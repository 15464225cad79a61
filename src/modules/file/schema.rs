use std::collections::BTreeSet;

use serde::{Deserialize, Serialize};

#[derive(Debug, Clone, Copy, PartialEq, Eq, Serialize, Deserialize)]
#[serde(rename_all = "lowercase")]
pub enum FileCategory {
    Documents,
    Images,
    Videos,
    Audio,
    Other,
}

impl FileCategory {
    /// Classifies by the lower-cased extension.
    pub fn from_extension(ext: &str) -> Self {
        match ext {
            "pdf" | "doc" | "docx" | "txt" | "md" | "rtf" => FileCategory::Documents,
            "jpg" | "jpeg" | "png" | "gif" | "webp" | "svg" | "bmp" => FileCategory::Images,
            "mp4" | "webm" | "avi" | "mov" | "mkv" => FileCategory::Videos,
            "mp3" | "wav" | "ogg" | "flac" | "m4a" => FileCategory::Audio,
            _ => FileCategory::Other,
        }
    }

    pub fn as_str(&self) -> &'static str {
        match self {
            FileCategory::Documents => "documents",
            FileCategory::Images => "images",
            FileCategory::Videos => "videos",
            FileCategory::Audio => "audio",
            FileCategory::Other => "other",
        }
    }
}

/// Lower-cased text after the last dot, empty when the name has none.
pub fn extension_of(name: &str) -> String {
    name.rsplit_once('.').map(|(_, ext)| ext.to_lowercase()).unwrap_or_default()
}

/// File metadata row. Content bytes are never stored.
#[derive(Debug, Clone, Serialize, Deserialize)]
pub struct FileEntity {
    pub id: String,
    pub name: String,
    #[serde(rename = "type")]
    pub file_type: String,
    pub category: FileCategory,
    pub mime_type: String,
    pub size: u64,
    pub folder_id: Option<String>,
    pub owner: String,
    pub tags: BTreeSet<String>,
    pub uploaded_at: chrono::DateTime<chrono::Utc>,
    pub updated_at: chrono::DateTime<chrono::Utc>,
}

:::::

> WORK ORDER:
All of the records above need to be printed again exactly as they appear.

> ANSWER SPACE:
repository 15464225cad79a61
filename src/modules/file/schema.rs
use std::collections::BTreeSet;

use serde::{Deserialize, Serialize};

#[derive(Debug, Clone, Copy, PartialEq, Eq, Serialize, Deserialize)]
#[serde(rename_all = "lowercase")]
pub enum FileCategory {
    Documents,
    Images,
    Videos,
    Audio,
    Other,
}

impl FileCategory {
    /// Classifies by the lower-cased extension.
    pub fn from_extension(ext: &str) -> Self {
        match ext {
            "pdf" | "doc" | "docx" | "txt" | "md" | "rtf" => FileCategory::Documents,
            "jpg" | "jpeg" | "png" | "gif" | "webp" | "svg" | "bmp" => FileCategory::Images,
            "mp4" | "webm" | "avi" | "mov" | "mkv" => FileCategory::Videos,
            "mp3" | "wav" | "ogg" | "flac" | "m4a" => FileCategory::Audio,
            _ => FileCategory::Other,
        }
    }

    pub fn as_str(&self) -> &'static str {
        match self {
            FileCategory::Documents => "documents",
            FileCategory::Images => "images",
            FileCategory::Videos => "videos",
            FileCategory::Audio => "audio",
            FileCategory::Other => "other",
        }
    }
}

/// Lower-cased text after the last dot, empty when the name has none.
pub fn extension_of(name: &str) -> String {
    name.rsplit_once('.').map(|(_, ext)| ext.to_lowercase()).unwrap_or_default()
}

/// File metadata row. Content bytes are never stored.
#[derive(Debug, Clone, Serialize, Deserialize)]
pub struct FileEntity {
    pub id: String,
    pub name: String,
    #[serde(rename = "type")]
    pub file_type: String,
    pub category: FileCategory,
    pub mime_type: String,
    pub size: u64,
    pub folder_id: Option<String>,
    pub owner: String,
    pub tags: BTreeSet<String>,
    pub uploaded_at: chrono::DateTime<chrono::Utc>,
    pub updated_at: chrono::DateTime<chrono::Utc>,
}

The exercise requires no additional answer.